Two novel rat liver membrane proteins that bind advanced glycosylation endproducts: relationship to macrophage receptor for glucose-modified proteins

Advanced glycosylation endproducts (AGEs), the glucose-derived adducts that form nonenzymatically and accumulate on tissue proteins, are implicated in many chronic complications associated with diabetes and aging. We have previously described a monocyte/macrophage surface receptor system thought to coordinate AGE protein removal and tissue remodeling, and purified a corresponding 90-kD AGE-binding protein from the murine RAW 264.7 cell line. To identify AGE-binding proteins in normal animals, the tissue distribution of 125I-AGE rat serum albumin taken up from the blood was determined in rats in vivo.

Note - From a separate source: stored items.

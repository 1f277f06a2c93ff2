use std::fmt::{self, Display};

use crate::errors::{Result, TreapError};

/// A half-open range `[start, end)` on a single key (chromosome or contig),
/// carrying an opaque payload that the index never interprets.
///
/// Intervals can only be built through [`Interval::new`], which rejects an
/// `end` that lies before `start`. Zero-length intervals are legal.
///
/// ```
/// use itreap::Interval;
///
/// let iv = Interval::new("chr1", 100, 200, "peak1").unwrap();
/// assert_eq!(iv.len(), 100);
/// assert_eq!(iv.to_string(), "chr1:[100,200)");
///
/// assert!(Interval::new("chr1", 200, 100, ()).is_err());
/// ```
#[derive(Debug, Clone, PartialEq, Eq, Hash)]
pub struct Interval<T> {
    key: String,
    start: i64,
    end: i64,
    payload: T,
}

impl<T> Interval<T> {
    /// Create a new interval, validating that `end >= start`.
    pub fn new(key: impl Into<String>, start: i64, end: i64, payload: T) -> Result<Self> {
        if end < start {
            return Err(TreapError::RangeOrder { start, end });
        }
        Ok(Interval {
            key: key.into(),
            start,
            end,
            payload,
        })
    }

    /// The partition key (e.g. chromosome) of this interval.
    #[inline]
    pub fn key(&self) -> &str {
        &self.key
    }

    /// Inclusive start.
    #[inline]
    pub fn start(&self) -> i64 {
        self.start
    }

    /// Exclusive end.
    #[inline]
    pub fn end(&self) -> i64 {
        self.end
    }

    #[inline]
    pub fn payload(&self) -> &T {
        &self.payload
    }

    /// Mutable access to the payload. The bounds stay fixed, so this is safe
    /// to use on an indexed interval.
    #[inline]
    pub fn payload_mut(&mut self) -> &mut T {
        &mut self.payload
    }

    pub fn into_payload(self) -> T {
        self.payload
    }

    /// Width of the interval: `end - start`. Unsigned, so the widest
    /// interval `[i64::MIN, i64::MAX)` still fits.
    #[inline]
    pub fn len(&self) -> u64 {
        self.end.abs_diff(self.start)
    }

    #[inline]
    pub fn is_empty(&self) -> bool {
        self.start == self.end
    }

    /// Grow the bounds to cover `[start, end)` as well. Never shrinks, so the
    /// ordering invariant is preserved.
    pub(crate) fn widened(mut self, start: i64, end: i64) -> Self {
        self.start = self.start.min(start);
        self.end = self.end.max(end);
        self
    }
}

impl<T> Display for Interval<T> {
    fn fmt(&self, f: &mut fmt::Formatter<'_>) -> fmt::Result {
        write!(f, "{}:[{},{})", self.key, self.start, self.end)
    }
}
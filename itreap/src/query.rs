//! Overlap-family predicates and the pruned, lazy in-order walk that answers them.
//!
//! All three queries use half-open `[start, end)` arithmetic. With a query
//! `[ps, pe)` and a stored interval `[s, e)`:
//!
//! | predicate | matches when |
//! |---|---|
//! | `Intersect { overlap }` | `ps <= e - overlap && pe >= s + overlap` |
//! | `Contain { slop }` | `s <= ps + slop && e >= pe - slop` |
//! | `Within { slop }` | `s >= ps - slop && e <= pe + slop` |
//!
//! `overlap = 0` lets abutting intervals intersect, a positive overlap demands
//! that much shared length and a negative one bridges a gap. For `Contain` and
//! `Within` a positive slop lets the inner interval stick out by up to `slop`
//! and a negative slop demands it sit that far inside.

use crate::models::Interval;
use crate::node::{Arena, IntervalId};

/// Which intervals a walk yields.
#[derive(Debug, Clone, Copy, PartialEq, Eq)]
pub enum Predicate {
    /// Stored intervals overlapping the query by at least `overlap`.
    Intersect { overlap: i64 },
    /// Stored intervals that contain the query.
    Contain { slop: i64 },
    /// Stored intervals that lie within the query.
    Within { slop: i64 },
    /// Every stored interval.
    All,
}

impl Predicate {
    /// Does a stored `[start, end)` satisfy this predicate against the query?
    #[inline]
    pub fn matches(&self, query_start: i64, query_end: i64, start: i64, end: i64) -> bool {
        match *self {
            Predicate::Intersect { overlap } => {
                query_start <= end.saturating_sub(overlap)
                    && query_end >= start.saturating_add(overlap)
            }
            Predicate::Contain { slop } => {
                start <= query_start.saturating_add(slop) && end >= query_end.saturating_sub(slop)
            }
            Predicate::Within { slop } => {
                start >= query_start.saturating_sub(slop) && end <= query_end.saturating_add(slop)
            }
            Predicate::All => true,
        }
    }

    /// Could any interval in a subtree with cached bounds
    /// `[min_start, max_end)` match? `false` means the subtree can be skipped.
    #[inline]
    pub(crate) fn may_match(
        &self,
        query_start: i64,
        query_end: i64,
        min_start: i64,
        max_end: i64,
    ) -> bool {
        if min_start > self.start_ceiling(query_start, query_end) {
            return false;
        }
        match *self {
            Predicate::Intersect { overlap } => query_start <= max_end.saturating_sub(overlap),
            Predicate::Contain { slop } => max_end >= query_end.saturating_sub(slop),
            // a match ends no earlier than it starts, so no earlier than ps - slop
            Predicate::Within { slop } => max_end >= query_start.saturating_sub(slop),
            Predicate::All => true,
        }
    }

    /// Largest start a match can have. Starts grow along the in-order walk,
    /// so passing this value ends the query.
    #[inline]
    pub(crate) fn start_ceiling(&self, query_start: i64, query_end: i64) -> i64 {
        match *self {
            Predicate::Intersect { overlap } => query_end.saturating_sub(overlap),
            Predicate::Contain { slop } => query_start.saturating_add(slop),
            Predicate::Within { slop } => query_end.saturating_add(slop),
            Predicate::All => i64::MAX,
        }
    }
}

/// One query result: the handle of a stored interval and the interval itself.
#[derive(Debug)]
pub struct Hit<'a, T> {
    pub id: IntervalId,
    pub interval: &'a Interval<T>,
}

impl<T> Clone for Hit<'_, T> {
    fn clone(&self) -> Self {
        *self
    }
}

impl<T> Copy for Hit<'_, T> {}

/// Lazy in-order walk over one tree, yielding the intervals that satisfy a
/// [`Predicate`] in ascending start order.
///
/// Subtrees whose cached bounds rule out any match are never entered, and
/// the walk stops as soon as starts pass the predicate's ceiling. Dropping the
/// iterator abandons the walk.
pub struct QueryIter<'a, T> {
    arena: &'a Arena<T>,
    predicate: Predicate,
    query_start: i64,
    query_end: i64,
    stack: Vec<IntervalId>,
}

impl<'a, T> QueryIter<'a, T> {
    pub(crate) fn new(
        arena: &'a Arena<T>,
        root: Option<IntervalId>,
        predicate: Predicate,
        query_start: i64,
        query_end: i64,
    ) -> Self {
        let mut iter = QueryIter {
            arena,
            predicate,
            query_start,
            query_end,
            stack: Vec::new(),
        };
        iter.descend_left(root);
        iter
    }

    /// Push `id` and its chain of left descendants, stopping at the first
    /// subtree that cannot hold a match.
    fn descend_left(&mut self, mut cur: Option<IntervalId>) {
        while let Some(id) = cur {
            let node = self.arena.node(id);
            if !self.predicate.may_match(
                self.query_start,
                self.query_end,
                node.min_start,
                node.max_end,
            ) {
                break;
            }
            self.stack.push(id);
            cur = node.left;
        }
    }
}

impl<'a, T> Iterator for QueryIter<'a, T> {
    type Item = Hit<'a, T>;

    fn next(&mut self) -> Option<Self::Item> {
        let ceiling = self
            .predicate
            .start_ceiling(self.query_start, self.query_end);
        while let Some(id) = self.stack.pop() {
            let node = self.arena.node(id);
            let interval = &node.interval;
            if interval.start() > ceiling {
                self.stack.clear();
                return None;
            }
            self.descend_left(node.right);
            if self.predicate.matches(
                self.query_start,
                self.query_end,
                interval.start(),
                interval.end(),
            ) {
                return Some(Hit { id, interval });
            }
        }
        None
    }
}

#[cfg(test)]
mod tests {
    use super::*;

    use pretty_assertions::assert_eq;
    use rstest::rstest;

    #[rstest]
    #[case(0, 0, 4, true)] // query starts inside
    #[case(0, 4, 8, true)] // abutting counts with zero overlap
    #[case(1, 4, 8, false)]
    #[case(1, 3, 8, true)]
    #[case(-2, 6, 8, true)] // gap of two bridged
    #[case(-1, 6, 8, false)]
    fn test_intersect_predicate(
        #[case] overlap: i64,
        #[case] start: i64,
        #[case] end: i64,
        #[case] expected: bool,
    ) {
        // query [0, 4)
        let p = Predicate::Intersect { overlap };
        assert_eq!(p.matches(0, 4, start, end), expected);
    }

    #[rstest]
    #[case(0, 4, 6, true)]
    #[case(0, 5, 6, false)]
    #[case(1, 5, 6, true)] // query may stick out by one
    #[case(-1, 4, 7, false)]
    #[case(-1, 3, 7, true)] // query strictly inside by one
    fn test_contain_predicate(
        #[case] slop: i64,
        #[case] start: i64,
        #[case] end: i64,
        #[case] expected: bool,
    ) {
        // query [4, 6)
        let p = Predicate::Contain { slop };
        assert_eq!(p.matches(4, 6, start, end), expected);
    }

    #[rstest]
    #[case(0, 2, 3, true)]
    #[case(0, 0, 4, false)]
    #[case(1, 0, 4, true)]
    #[case(-1, 1, 4, false)]
    #[case(-1, 2, 4, true)]
    fn test_within_predicate(
        #[case] slop: i64,
        #[case] start: i64,
        #[case] end: i64,
        #[case] expected: bool,
    ) {
        // query [1, 5)
        let p = Predicate::Within { slop };
        assert_eq!(p.matches(1, 5, start, end), expected);
    }

    #[rstest]
    #[case(Predicate::Intersect { overlap: 0 })]
    #[case(Predicate::Intersect { overlap: 3 })]
    #[case(Predicate::Intersect { overlap: -3 })]
    #[case(Predicate::Contain { slop: 0 })]
    #[case(Predicate::Contain { slop: 2 })]
    #[case(Predicate::Within { slop: 0 })]
    #[case(Predicate::Within { slop: -2 })]
    fn test_may_match_never_prunes_a_match(#[case] p: Predicate) {
        // a subtree holding exactly [s, e) must never be pruned if [s, e) matches
        for s in -10..10 {
            for e in s..12 {
                if p.matches(-3, 5, s, e) {
                    assert_eq!(p.may_match(-3, 5, s, e), true, "{p:?} pruned [{s}, {e})");
                    assert_eq!(s <= p.start_ceiling(-3, 5), true);
                }
            }
        }
    }

    #[rstest]
    fn test_saturating_bounds() {
        let p = Predicate::Intersect { overlap: i64::MIN };
        assert_eq!(p.matches(i64::MAX - 1, i64::MAX, 0, 0), true);
        let p = Predicate::Within { slop: i64::MAX };
        assert_eq!(p.matches(0, 1, i64::MIN + 1, i64::MAX), true);
    }
}
use rand::Rng;

use crate::models::Interval;

/// Handle to an interval stored in a [`TreeIndex`](crate::TreeIndex).
///
/// Handles are arena addresses tagged with the generation of their slot.
/// Freed slots are reused, but reuse bumps the generation, so a stale handle
/// stops resolving instead of pointing at some other interval.
#[derive(Debug, Clone, Copy, PartialEq, Eq, PartialOrd, Ord, Hash)]
pub struct IntervalId {
    pub(crate) index: usize,
    pub(crate) generation: u32,
}

impl IntervalId {
    /// The same handle after its arena was appended behind `offset` slots.
    pub(crate) fn shifted(self, offset: usize) -> Self {
        IntervalId {
            index: self.index + offset,
            generation: self.generation,
        }
    }
}

/// One treap node: the interval, its balancing priority, the cached
/// `[min_start, max_end)` bounds of its whole subtree and its links.
#[derive(Debug, Clone)]
pub(crate) struct Node<T> {
    pub interval: Interval<T>,
    pub priority: u32,
    pub min_start: i64,
    pub max_end: i64,
    pub left: Option<IntervalId>,
    pub right: Option<IntervalId>,
    pub parent: Option<IntervalId>,
}

impl<T> Node<T> {
    /// An isolated node, i.e. a valid single-node tree.
    pub fn new(interval: Interval<T>, priority: u32) -> Self {
        Node {
            min_start: interval.start(),
            max_end: interval.end(),
            interval,
            priority,
            left: None,
            right: None,
            parent: None,
        }
    }
}

/// Draw a node priority as `round(-ln(U) / ln 2)` with `U` uniform on `(0, 1]`.
///
/// The draw is geometric-like, so the largest priority in a tree of `n` nodes
/// is about `log2(n)` and expected depth stays logarithmic.
pub(crate) fn draw_priority<R: Rng + ?Sized>(rng: &mut R) -> u32 {
    let u = 1.0 - rng.random::<f64>();
    (-u.ln() / std::f64::consts::LN_2).round() as u32
}

#[derive(Debug, Clone)]
struct Slot<T> {
    generation: u32,
    node: Option<Node<T>>,
}

/// Node storage shared by every key's tree. Links between nodes are slot
/// handles, which keeps parent back-references free of ownership cycles.
#[derive(Debug, Clone)]
pub(crate) struct Arena<T> {
    slots: Vec<Slot<T>>,
    /// Indices of empty slots ready for reuse.
    free: Vec<usize>,
    live: usize,
}

impl<T> Default for Arena<T> {
    fn default() -> Self {
        Arena {
            slots: Vec::new(),
            free: Vec::new(),
            live: 0,
        }
    }
}

impl<T> Arena<T> {
    pub fn alloc(&mut self, node: Node<T>) -> IntervalId {
        self.live += 1;
        if let Some(index) = self.free.pop() {
            let slot = &mut self.slots[index];
            slot.node = Some(node);
            return IntervalId {
                index,
                generation: slot.generation,
            };
        }
        self.slots.push(Slot {
            generation: 0,
            node: Some(node),
        });
        IntervalId {
            index: self.slots.len() - 1,
            generation: 0,
        }
    }

    /// Take a node out of the arena. Its slot is recycled under a new
    /// generation, unless the generation counter is exhausted, in which case
    /// the slot is retired for good.
    pub fn free(&mut self, id: IntervalId) -> Node<T> {
        let node = self
            .slots
            .get_mut(id.index)
            .filter(|slot| slot.generation == id.generation)
            .and_then(|slot| slot.node.take());
        let Some(node) = node else {
            panic!("attempted to free dangling interval handle {id:?}");
        };

        let slot = &mut self.slots[id.index];
        if let Some(next) = slot.generation.checked_add(1) {
            slot.generation = next;
            self.free.push(id.index);
        }
        self.live -= 1;
        node
    }

    #[inline]
    pub fn get(&self, id: IntervalId) -> Option<&Node<T>> {
        self.slots
            .get(id.index)
            .filter(|slot| slot.generation == id.generation)
            .and_then(|slot| slot.node.as_ref())
    }

    #[inline]
    pub fn get_mut(&mut self, id: IntervalId) -> Option<&mut Node<T>> {
        self.slots
            .get_mut(id.index)
            .filter(|slot| slot.generation == id.generation)
            .and_then(|slot| slot.node.as_mut())
    }

    /// Resolve a handle reached through tree links. A dangling link means the
    /// tree structure is broken, so this panics instead of returning `None`.
    #[inline]
    pub fn node(&self, id: IntervalId) -> &Node<T> {
        match self.get(id) {
            Some(node) => node,
            None => panic!("interval tree link points at dangling handle {id:?}"),
        }
    }

    #[inline]
    pub fn node_mut(&mut self, id: IntervalId) -> &mut Node<T> {
        match self.get_mut(id) {
            Some(node) => node,
            None => panic!("interval tree link points at dangling handle {id:?}"),
        }
    }

    /// Number of live nodes across all trees.
    #[inline]
    pub fn len(&self) -> usize {
        self.live
    }

    /// Allocated slots, live or free.
    #[cfg(test)]
    pub fn slot_count(&self) -> usize {
        self.slots.len()
    }

    /// Move every node of `other` into this arena, behind the existing slots.
    /// Handles into `other` must be [`shifted`](IntervalId::shifted) by the
    /// returned offset.
    pub fn absorb(&mut self, other: Arena<T>) -> usize {
        let offset = self.slots.len();
        let shift = |link: Option<IntervalId>| link.map(|id| id.shifted(offset));

        self.live += other.live;
        self.free.extend(other.free.iter().map(|index| index + offset));
        self.slots.reserve(other.slots.len());
        for mut slot in other.slots {
            if let Some(node) = slot.node.as_mut() {
                node.left = shift(node.left);
                node.right = shift(node.right);
                node.parent = shift(node.parent);
            }
            self.slots.push(slot);
        }
        offset
    }
}
impl<T> TreeIndex<T> {
    pub fn new() -> Self {
        TreeIndex::with_config(IndexConfig::default())
    }

    pub fn with_config(config: IndexConfig) -> Self {
        let rng = match config.seed {
            Some(seed) => StdRng::seed_from_u64(seed),
            None => StdRng::from_os_rng(),
        };
        TreeIndex {
            arena: Arena::default(),
            trees: FxHashMap::default(),
            rng,
            config,
        }
    }

    pub fn config(&self) -> &IndexConfig {
        &self.config
    }

    /// Add an interval to its key's tree, creating the tree if needed.
    ///
    /// A fresh balancing priority is drawn on every call, so an interval that
    /// is removed and inserted again usually lands in a different tree shape.
    pub fn insert(&mut self, interval: Interval<T>) -> IntervalId {
        let priority = draw_priority(&mut self.rng);
        let id = self.arena.alloc(Node::new(interval, priority));
        let key = self.arena.node(id).interval.key();

        match self.trees.get_mut(key) {
            Some(tree) => {
                tree.root = self.arena.insert(Some(tree.root), id);
                tree.len += 1;
            }
            None => {
                debug!("creating interval tree for {key}");
                let key = key.to_string();
                self.trees.insert(
                    key,
                    Tree {
                        root: id,
                        len: 1,
                        stale: false,
                    },
                );
            }
        }
        id
    }

    /// Look up an indexed interval. `None` if the handle was removed.
    pub fn get(&self, id: IntervalId) -> Option<&Interval<T>> {
        self.arena.get(id).map(|node| &node.interval)
    }

    /// Mutable access to a stored payload; bounds cannot be changed in place.
    pub fn payload_mut(&mut self, id: IntervalId) -> Option<&mut T> {
        self.arena
            .get_mut(id)
            .map(|node| node.interval.payload_mut())
    }

    /// Remove an interval and repair the cached ranges of its ancestors.
    pub fn remove(&mut self, id: IntervalId) -> Option<Interval<T>> {
        self.remove_with(id, RangeFix::Eager)
    }

    /// Remove an interval without repairing cached ranges.
    ///
    /// The key's tree is left stale: querying it panics until
    /// [`recompute_ranges`](Self::recompute_ranges) runs. Prefer
    /// [`removal_batch`](Self::removal_batch), which recomputes on drop.
    pub fn fast_remove(&mut self, id: IntervalId) -> Option<Interval<T>> {
        self.remove_with(id, RangeFix::Deferred)
    }

    fn remove_with(&mut self, id: IntervalId, fix: RangeFix) -> Option<Interval<T>> {
        let key = self.arena.get(id)?.interval.key().to_string();
        let Some(tree) = self.trees.get_mut(&key) else {
            panic!("interval {id:?} is stored under {key}, which has no tree");
        };

        let removed = self.arena.remove(tree.root, id, fix, &mut self.rng);
        match removed.root {
            Some(root) => {
                tree.root = root;
                tree.len -= 1;
                tree.stale |= fix == RangeFix::Deferred;
            }
            None => {
                debug!("removed last interval for {key}");
                self.trees.remove(&key);
            }
        }
        Some(removed.interval)
    }

    /// Rebuild every cached subtree range of `key`'s tree.
    pub fn recompute_ranges(&mut self, key: &str) {
        if let Some(tree) = self.trees.get_mut(key) {
            self.arena.recompute_ranges(tree.root);
            tree.stale = false;
        }
    }

    fn recompute_stale(&mut self) {
        for tree in self.trees.values_mut().filter(|tree| tree.stale) {
            self.arena.recompute_ranges(tree.root);
            tree.stale = false;
        }
    }

    /// Start a batch of deferred removals. Ranges of every touched tree are
    /// recomputed when the batch is dropped, and the batch borrows the index
    /// mutably, so nothing can query a stale tree in between.
    pub fn removal_batch(&mut self) -> RemovalBatch<'_, T> {
        RemovalBatch { index: self }
    }

    /// Union `interval` with every stored interval it intersects (by
    /// `overlap`) on its key, remove those, and insert the merged interval.
    ///
    /// The merged interval keeps the payload of `interval`. The merge is a
    /// single pass: intervals that only touch the grown span are left alone.
    pub fn merge(&mut self, interval: Interval<T>, overlap: i64) -> Merged<T> {
        let hits: Vec<IntervalId> = self.intersect(&interval, overlap).map(|h| h.id).collect();

        let mut merged = interval;
        let mut replaced = Vec::with_capacity(hits.len());
        for id in hits {
            if let Some(old) = self.remove(id) {
                merged = merged.widened(old.start(), old.end());
                replaced.push(old);
            }
        }
        debug!("merged {} intervals into {merged}", replaced.len());

        let id = self.insert(merged);
        Merged {
            inserted: vec![id],
            replaced,
        }
    }

    /// Root of `key`'s tree for a range-pruned walk.
    fn query_root(&self, key: &str) -> Option<IntervalId> {
        let tree = self.trees.get(key)?;
        if tree.stale {
            panic!(
                "subtree ranges for {key} are stale after fast_remove; \
                 call recompute_ranges before querying"
            );
        }
        Some(tree.root)
    }

    pub(crate) fn assert_queryable(&self, key: &str) {
        self.query_root(key);
    }

    /// Walk `key`'s tree with an arbitrary predicate against `[start, end)`.
    pub fn query_bounds(
        &self,
        key: &str,
        start: i64,
        end: i64,
        predicate: Predicate,
    ) -> QueryIter<'_, T> {
        match predicate {
            Predicate::All => QueryIter::new(
                &self.arena,
                self.trees.get(key).map(|tree| tree.root),
                predicate,
                start,
                end,
            ),
            _ => QueryIter::new(&self.arena, self.query_root(key), predicate, start, end),
        }
    }

    /// Walk the query's key with an arbitrary predicate.
    pub fn query<Q>(&self, query: &Interval<Q>, predicate: Predicate) -> QueryIter<'_, T> {
        self.query_bounds(query.key(), query.start(), query.end(), predicate)
    }

    /// Stored intervals on the query's key that overlap it by at least
    /// `overlap` (negative values allow a gap), in ascending start order.
    pub fn intersect<Q>(&self, query: &Interval<Q>, overlap: i64) -> QueryIter<'_, T> {
        self.query(query, Predicate::Intersect { overlap })
    }

    /// Stored intervals that contain the query, give or take `slop`.
    pub fn contain<Q>(&self, query: &Interval<Q>, slop: i64) -> QueryIter<'_, T> {
        self.query(query, Predicate::Contain { slop })
    }

    /// Stored intervals that lie within the query, give or take `slop`.
    pub fn within<Q>(&self, query: &Interval<Q>, slop: i64) -> QueryIter<'_, T> {
        self.query(query, Predicate::Within { slop })
    }

    /// [`intersect`](Self::intersect), flattened with `merge_tolerance`.
    pub fn flatten<Q>(
        &self,
        query: &Interval<Q>,
        overlap: i64,
        merge_tolerance: i64,
    ) -> Flattened<Hit<'_, T>> {
        flatten(self.intersect(query, overlap), merge_tolerance)
    }

    /// [`contain`](Self::contain), flattened with `merge_tolerance`.
    pub fn flatten_containing<Q>(
        &self,
        query: &Interval<Q>,
        slop: i64,
        merge_tolerance: i64,
    ) -> Flattened<Hit<'_, T>> {
        flatten(self.contain(query, slop), merge_tolerance)
    }

    /// [`within`](Self::within), flattened with `merge_tolerance`.
    pub fn flatten_within<Q>(
        &self,
        query: &Interval<Q>,
        slop: i64,
        merge_tolerance: i64,
    ) -> Flattened<Hit<'_, T>> {
        flatten(self.within(query, slop), merge_tolerance)
    }

    /// Every interval on `key` in ascending start order.
    pub fn traverse(&self, key: &str) -> QueryIter<'_, T> {
        self.query_bounds(key, 0, 0, Predicate::All)
    }

    /// Every interval in the index, key by key. Order across keys is
    /// unspecified.
    pub fn traverse_all(&self) -> impl Iterator<Item = Hit<'_, T>> {
        self.trees
            .values()
            .flat_map(move |tree| QueryIter::new(&self.arena, Some(tree.root), Predicate::All, 0, 0))
    }

    /// `(min_start, max_end)` over all intervals on `key`.
    pub fn range(&self, key: &str) -> Option<(i64, i64)> {
        let root = self.arena.node(self.query_root(key)?);
        Some((root.min_start, root.max_end))
    }

    /// In-order predecessor of `id` on its key, `None` at the left end.
    pub fn scan_left(&self, id: IntervalId) -> Option<IntervalId> {
        self.arena.get(id)?;
        self.arena.predecessor(id)
    }

    /// In-order successor of `id` on its key, `None` at the right end.
    pub fn scan_right(&self, id: IntervalId) -> Option<IntervalId> {
        self.arena.get(id)?;
        self.arena.successor(id)
    }

    /// Interval with the smallest start on `key`.
    pub fn first(&self, key: &str) -> Option<IntervalId> {
        let tree = self.trees.get(key)?;
        Some(self.arena.leftmost(tree.root))
    }

    /// Interval with the largest start on `key`.
    pub fn last(&self, key: &str) -> Option<IntervalId> {
        let tree = self.trees.get(key)?;
        Some(self.arena.rightmost(tree.root))
    }

    /// Total number of intervals across all keys.
    pub fn len(&self) -> usize {
        self.arena.len()
    }

    pub fn is_empty(&self) -> bool {
        self.trees.is_empty()
    }

    /// Number of intervals on `key`.
    pub fn len_of(&self, key: &str) -> usize {
        self.trees.get(key).map_or(0, |tree| tree.len)
    }

    pub fn keys(&self) -> impl Iterator<Item = &str> {
        self.trees.keys().map(String::as_str)
    }

    pub fn contains_key(&self, key: &str) -> bool {
        self.trees.contains_key(key)
    }

    /// Verify BST order, heap order, cached ranges, parent links and
    /// bookkeeping for every key, reporting the first violation.
    pub fn check_invariants(&self) -> Result<(), String> {
        let mut total = 0;
        for (key, tree) in &self.trees {
            let root_key = self
                .arena
                .get(tree.root)
                .map(|node| node.interval.key())
                .unwrap_or_default();
            if root_key != key {
                return Err(format!("tree for {key} is rooted at an interval on {root_key}"));
            }
            let count = self.arena.check(tree.root)?;
            if count != tree.len {
                return Err(format!(
                    "tree for {key} holds {count} intervals but records {}",
                    tree.len
                ));
            }
            total += count;
        }
        if total != self.arena.len() {
            return Err(format!(
                "{} live intervals but only {total} reachable from a root",
                self.arena.len()
            ));
        }
        Ok(())
    }
}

These uptake studies demonstrated that the liver was a major site of AGE protein sequestration. Using a solid-phase assay system involving the immobilization of solubilized membrane proteins onto nitrocellulose to monitor binding activity, and several purification steps including affinity chromatography over an AGE bovine serum albumin matrix, two rat liver membrane proteins were isolated that specifically bound AGEs, one migrating at 60 kD (p60) and the other at 90 kD (p90) on SDS-PAGE. NH2-terminal sequence analysis revealed no significant homology between these two proteins nor to any molecules available in sequence databases. Flow cytometric analyses using avian antibodies to purified rat p60 and p90 demonstrated that both proteins are present on rat monocytes and macrophages. Competition studies revealed no crossreactivity between the two antisera; anti-p60 and anti-p90 antisera prevented AGE-protein binding to rat macrophages when added alone or in combination. These results indicate that rat liver contains at least two novel and distinct proteins that recognize AGE-modified macromolecules, although p90 may be related to the previously described 90-kD AGE receptor isolated from RAW 264.7 cells. The constitutive expression of AGE-binding proteins on rat monocytes and macrophages, and the sequestration of circulating AGE-modified proteins by the liver, provides further evidence in support of a role for these molecules in the normal removal of proteins marked as senescent by accumulated glucose-derived covalent addition products, or AGEs.